The only thing I didn’t consider when planning this solo traveling adventure is that I might end up in hospital. Sadly, I did.
I woke up in a pool of my own blood a few nights ago and was faced with a difficult choice: Do I go to the ER (which would be ridiculously expensive for a poor writer like myself) or wait it out until the morning and go to a cheaper clinic? I tried not to panic and waited around for a few minutes, hoping the bleeding would stop. It didn’t. So, I sucked it up and finally decided I would have to go to the hospital.
Okay, that was a bit of a lie. In reality, I sat on the floor crying hysterically until a friend I was with finally took matters into his own hands.
“Get up! You have to go to the ER,” he insisted.
There you go. The whole truth.
In any case, when I arrived at the Kona Community Hospital ER entrance, aside from my excessive bleeding, I was seriously worried about the fact that I was broke. And I didn’t have insurance. I applied for state insurance last year and received coverage, thanks to Obamacare, but I had not reapplied because I planned to travel and had no idea where I would be over the course of my trip. I’ve never had any real emergencies in the past and am in good health, so I didn’t really take it too seriously, honestly.
Oh, to be young and naive!
The hospital secretary asked for some information and my ID, then immediately directed me to a room where I plopped down on a hospital bed. Bubbly nurses and CNAs came in to ask questions, take my vitals and draw blood.

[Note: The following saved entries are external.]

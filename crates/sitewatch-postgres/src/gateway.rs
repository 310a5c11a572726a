use std::collections::HashSet;

use async_trait::async_trait;
use chrono::{DateTime, Utc};
use rust_decimal::Decimal;
use tokio_postgres::types::ToSql;
use tracing::{debug, warn};

use sitewatch_domain::{
    BatchRecord, ComplianceStatus, DomainError, DomainResult, GatewayTransaction, IngestionBatch,
    Measurement, MeasurementRecord, PersistenceGateway, Site, SiteAggregate, SiteRecord,
};

use crate::client::PostgresClient;
use crate::models::{
    batch_from_row, measurement_from_row, site_from_row, BATCH_COLUMNS, MEASUREMENT_COLUMNS,
    SITE_COLUMNS,
};

/// Name of the unique constraint arbitrating client batch tokens. Other
/// 23505 violations are plain storage errors.
const CLIENT_BATCH_ID_CONSTRAINT: &str = "ingestion_batches_client_batch_id_key";

/// Kilogram-normalized sum over a site's measurements. The per-unit factors
/// must stay in lockstep with `EmissionUnit::kg_factor`.
const SITE_AGGREGATE_SQL: &str = "SELECT s.emission_limit, \
     COALESCE(SUM(m.emission_value * CASE m.unit \
         WHEN 'kg' THEN 1 \
         WHEN 'tonne' THEN 1000 \
         WHEN 'scf' THEN 0.0192 \
         WHEN 'ppm' THEN 0.000001 \
     END), 0) AS total_kg, \
     MAX(m.measured_at) AS last_at \
     FROM sites s \
     LEFT JOIN measurements m ON m.site_id = s.id \
     WHERE s.id = $1 AND s.deleted_at IS NULL \
     GROUP BY s.id, s.emission_limit";

/// Rewrites a site's derived fields from its measurements. Runs inside the
/// ingesting transaction so readers never observe a site out of step with
/// its measurement rows.
const REFRESH_SITE_SQL: &str = "UPDATE sites SET \
     total_emissions_to_date = agg.total_kg, \
     last_measurement_at = agg.last_at, \
     current_compliance_status = CASE \
         WHEN agg.total_kg > sites.emission_limit THEN 'limit_exceeded' \
         ELSE 'within_limit' \
     END, \
     updated_at = NOW() \
     FROM (SELECT COALESCE(SUM(m.emission_value * CASE m.unit \
             WHEN 'kg' THEN 1 \
             WHEN 'tonne' THEN 1000 \
             WHEN 'scf' THEN 0.0192 \
             WHEN 'ppm' THEN 0.000001 \
         END), 0) AS total_kg, \
         MAX(m.measured_at) AS last_at \
         FROM measurements m \
         WHERE m.site_id = $1) AS agg \
     WHERE sites.id = $1";

/// PostgreSQL implementation of the persistence gateway.
///
/// Transactions are driven manually (`BEGIN`/`COMMIT`/`ROLLBACK`) on a pooled
/// connection owned by the transaction object, so the object can be boxed and
/// moved without borrowing the pool.
#[derive(Clone)]
pub struct PostgresGateway {
    client: PostgresClient,
}

impl PostgresGateway {
    pub fn new(client: PostgresClient) -> Self {
        Self { client }
    }
}

#[async_trait]
impl PersistenceGateway for PostgresGateway {
    async fn begin(&self) -> DomainResult<Box<dyn GatewayTransaction>> {
        let conn = self
            .client
            .get_connection()
            .await
            .map_err(DomainError::RepositoryError)?;

        conn.batch_execute("BEGIN")
            .await
            .map_err(|e| DomainError::RepositoryError(e.into()))?;

        Ok(Box::new(PostgresTransaction {
            conn: Some(conn),
            touched_sites: HashSet::new(),
        }))
    }

    async fn find_batch_by_client_token(
        &self,
        client_batch_id: &str,
    ) -> DomainResult<Option<IngestionBatch>> {
        let conn = self
            .client
            .get_connection()
            .await
            .map_err(DomainError::RepositoryError)?;

        let query =
            format!("SELECT {BATCH_COLUMNS} FROM ingestion_batches WHERE client_batch_id = $1");
        let row = conn
            .query_opt(query.as_str(), &[&client_batch_id])
            .await
            .map_err(|e| DomainError::RepositoryError(e.into()))?;

        Ok(row.as_ref().map(batch_from_row))
    }

    async fn insert_site(&self, record: SiteRecord) -> DomainResult<Site> {
        let conn = self
            .client
            .get_connection()
            .await
            .map_err(DomainError::RepositoryError)?;

        let now = Utc::now();
        let status = ComplianceStatus::evaluate(Decimal::ZERO, record.emission_limit);
        let status_str = status.as_str();

        conn.execute(
            "INSERT INTO sites (id, site_name, site_type, emission_limit, \
                 total_emissions_to_date, last_measurement_at, current_compliance_status, \
                 metadata, latitude, longitude, created_at, updated_at) \
             VALUES ($1, $2, $3, $4, 0, NULL, $5, $6, $7, $8, $9, $9)",
            &[
                &record.id,
                &record.site_name,
                &record.site_type,
                &record.emission_limit,
                &status_str,
                &record.metadata,
                &record.latitude,
                &record.longitude,
                &now,
            ],
        )
        .await
        .map_err(|e| DomainError::RepositoryError(e.into()))?;

        debug!(site_id = %record.id, "Site created in database");

        Ok(Site {
            id: record.id,
            site_name: record.site_name,
            site_type: record.site_type,
            emission_limit: record.emission_limit,
            total_emissions_to_date: Decimal::ZERO,
            last_measurement_at: None,
            current_compliance_status: status,
            metadata: record.metadata,
            latitude: record.latitude,
            longitude: record.longitude,
            created_at: Some(now),
            updated_at: Some(now),
            deleted_at: None,
        })
    }

    async fn find_site(&self, site_id: &str) -> DomainResult<Option<Site>> {
        let conn = self
            .client
            .get_connection()
            .await
            .map_err(DomainError::RepositoryError)?;

        let query =
            format!("SELECT {SITE_COLUMNS} FROM sites WHERE id = $1 AND deleted_at IS NULL");
        let row = conn
            .query_opt(query.as_str(), &[&site_id])
            .await
            .map_err(|e| DomainError::RepositoryError(e.into()))?;

        row.as_ref().map(site_from_row).transpose()
    }

    async fn list_sites(&self) -> DomainResult<Vec<Site>> {
        let conn = self
            .client
            .get_connection()
            .await
            .map_err(DomainError::RepositoryError)?;

        let query = format!(
            "SELECT {SITE_COLUMNS} FROM sites WHERE deleted_at IS NULL ORDER BY created_at DESC"
        );
        let rows = conn
            .query(query.as_str(), &[])
            .await
            .map_err(|e| DomainError::RepositoryError(e.into()))?;

        rows.iter().map(site_from_row).collect()
    }

    async fn latest_measurements(&self, limit: u64) -> DomainResult<Vec<Measurement>> {
        let conn = self
            .client
            .get_connection()
            .await
            .map_err(DomainError::RepositoryError)?;

        let limit = limit as i64;
        let query = format!(
            "SELECT {MEASUREMENT_COLUMNS} FROM measurements ORDER BY measured_at DESC LIMIT $1"
        );
        let rows = conn
            .query(query.as_str(), &[&limit])
            .await
            .map_err(|e| DomainError::RepositoryError(e.into()))?;

        rows.iter().map(measurement_from_row).collect()
    }
}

“You’re not from Hawaii, are you?” one nurse questioned with a smile.
“Ohhh, you’re a writer. Very cool!” another piped in after I gave them the lowdown.
How the hell are these people so damn happy? It’s like two in the friggin morning, I thought to myself.

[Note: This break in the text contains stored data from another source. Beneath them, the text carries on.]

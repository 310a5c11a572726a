use chrono::{DateTime, Utc};
use rust_decimal::Decimal;
use serde::{Deserialize, Serialize};

use crate::measurement::Measurement;
use crate::quantity::normalized_kg;
use crate::site::ComplianceStatus;

/// Derived view of a site's emissions state, as of the calling transaction's
/// snapshot. Invariant: `total_emissions_to_date` equals the
/// kilogram-normalized decimal sum over all of the site's measurements, and
/// `current_compliance_status` is a pure function of that total against the
/// site's limit.
#[derive(Debug, Clone, PartialEq, Serialize, Deserialize)]
pub struct SiteAggregate {
    pub total_emissions_to_date: Decimal,
    pub last_measurement_at: Option<DateTime<Utc>>,
    pub current_compliance_status: ComplianceStatus,
}

/// Fold measurements into a site aggregate. Storage backends may instead
/// compute the identical result in the store (the PostgreSQL gateway does it
/// in SQL); the invariant, not the mechanism, is the contract.
pub fn compute_aggregate<'a, I>(measurements: I, emission_limit: Decimal) -> SiteAggregate
where
    I: IntoIterator<Item = &'a Measurement>,
{
    let mut total = Decimal::ZERO;
    let mut last_measurement_at: Option<DateTime<Utc>> = None;

    for measurement in measurements {
        total += normalized_kg(measurement.emission_value, measurement.unit);
        last_measurement_at = Some(match last_measurement_at {
            Some(current) => current.max(measurement.measured_at),
            None => measurement.measured_at,
        });
    }

    SiteAggregate {
        total_emissions_to_date: total,
        last_measurement_at,
        current_compliance_status: ComplianceStatus::evaluate(total, emission_limit),
    }
}
use chrono::{DateTime, Utc};
use rust_decimal::Decimal;
use serde::{Deserialize, Serialize};

use crate::quantity::EmissionUnit;

/// One timestamped emissions reading for a site. Immutable once stored and
/// never deleted by this subsystem.
#[derive(Debug, Clone, PartialEq, Serialize, Deserialize)]
pub struct Measurement {
    pub id: String,
    pub site_id: String,
    /// Weak reference to the ingestion batch that carried this reading, if
    /// any. Single-measurement inserts have no batch.
    pub batch_id: Option<String>,
    /// Caller-supplied reading time, not server receipt time.
    pub measured_at: DateTime<Utc>,
    pub emission_value: Decimal,
    pub unit: EmissionUnit,
    pub raw_payload: Option<serde_json::Value>,
    pub created_at: Option<DateTime<Utc>>,
}

/// A reading as submitted by a caller, before an id is assigned.
#[derive(Debug, Clone, PartialEq, Serialize, Deserialize)]
pub struct NewMeasurement {
    pub measured_at: DateTime<Utc>,
    pub emission_value: Decimal,
    pub unit: EmissionUnit,
    pub raw_payload: Option<serde_json::Value>,
}

/// Measurement row handed to the persistence gateway, with the
/// service-generated id and owner references resolved.
#[derive(Debug, Clone, PartialEq)]
pub struct MeasurementRecord {
    pub id: String,
    pub site_id: String,
    pub batch_id: Option<String>,
    pub measured_at: DateTime<Utc>,
    pub emission_value: Decimal,
    pub unit: EmissionUnit,
    pub raw_payload: Option<serde_json::Value>,
}
use async_trait::async_trait;
use tracing::debug;

use crate::batch::BatchIngestionPayload;
use crate::error::DomainResult;
use crate::measurement::Measurement;

/// Outbound domain events, published post-commit only and never inside a
/// transaction. Delivery (websocket, message bus, ...) is a collaborator's
/// job; implementations must not be load-bearing for ingestion correctness.
#[cfg_attr(test, mockall::automock)]
#[async_trait]
pub trait EventPublisher: Send + Sync {
    /// `measurement.created` — a single measurement was committed.
    async fn measurement_created(&self, measurement: &Measurement) -> DomainResult<()>;

    /// `measurement.batch_ingested` — a new batch was committed. Duplicate
    /// resubmissions never re-emit this event.
    async fn batch_ingested(&self, payload: &BatchIngestionPayload) -> DomainResult<()>;
}

/// Publisher for deployments without a realtime channel. Logs and drops.
#[derive(Debug, Default, Clone)]
pub struct NoopEventPublisher;

#[async_trait]
impl EventPublisher for NoopEventPublisher {
    async fn measurement_created(&self, measurement: &Measurement) -> DomainResult<()> {
        debug!(
            measurement_id = %measurement.id,
            site_id = %measurement.site_id,
            "measurement.created event dropped (no publisher configured)"
        );
        Ok(())
    }

    async fn batch_ingested(&self, payload: &BatchIngestionPayload) -> DomainResult<()> {
        debug!(
            batch_id = %payload.batch_id,
            site_id = %payload.site_id,
            "measurement.batch_ingested event dropped (no publisher configured)"
        );
        Ok(())
    }
}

Finally, everyone left and I sat around waiting for a while, haunted by thoughts that I was dying or had cancer. I tried to nap, but the smell of the sterile hospital overwhelmed my senses and made me feel nauseated.
Eventually, the doctor came in.
“When did you start bleeding?” he questioned.
“Well, a few hours ago,” I responded.
He did an exam, then left. The thoughts of dying returned.
To my horror, the doctor decided to admit me to run more tests and give me fluids. One of the happy nurses wheeled me into an elevator and took me to a patient room a few floors up.
“How long do you think I’ll have to be here for?” I asked, as visions of my rapidly depleting bank account danced in my head.
“I don’t know. Maybe a day or two,” she responded with a gentle smile, then turned away and left.
“Not a daaaaaaay or twooo,” I groaned childishly.
“Be happy, I’ve already been here for, like, two days,” a voice behind a curtain beside me responded. It belonged to a 30-year-old woman who was in the hospital because her liver and pancreas were in complete disarray due to alcoholism.
“They say if I don’t stop drinking, my liver is going to start to fail,” she explained. It felt strange being sick in a room next to a young woman acknowledging the possibility of her death out loud. Up until then, such ideas were merely thoughts that had not materialized into words for me.
“Am I going to be okay?” I questioned a nurse who stepped in to check our vitals. She assured me that I was going to live and be just fine. I breathed a sigh of relief. Still, in that moment, it became clear that life is no guarantee at any age. And neither is good health.
The bleeding eventually stopped on its own, so they released me from the hospital and assigned me to a doctor in the vicinity for some more tests to figure out the cause. I’m still not really sure why it happened, but I’m super thankful that when it did, I had someone around me who cared and a president who did, as well. I put in an application for healthcare coverage from the state; more than likely it will be accepted, so I’ll be able to get some financial assistance to help minimize the cost of my ER visit. Being sick is stressful enough. The last thing anyone should have to worry about when they are is how they are going to afford paying to get well.
Regardless, this was a wake up call for me and now I offer it as advice to you: Travel with health insurance. Solo trips can be filled with the most amazing adventures –and sometimes, the least expected hardships.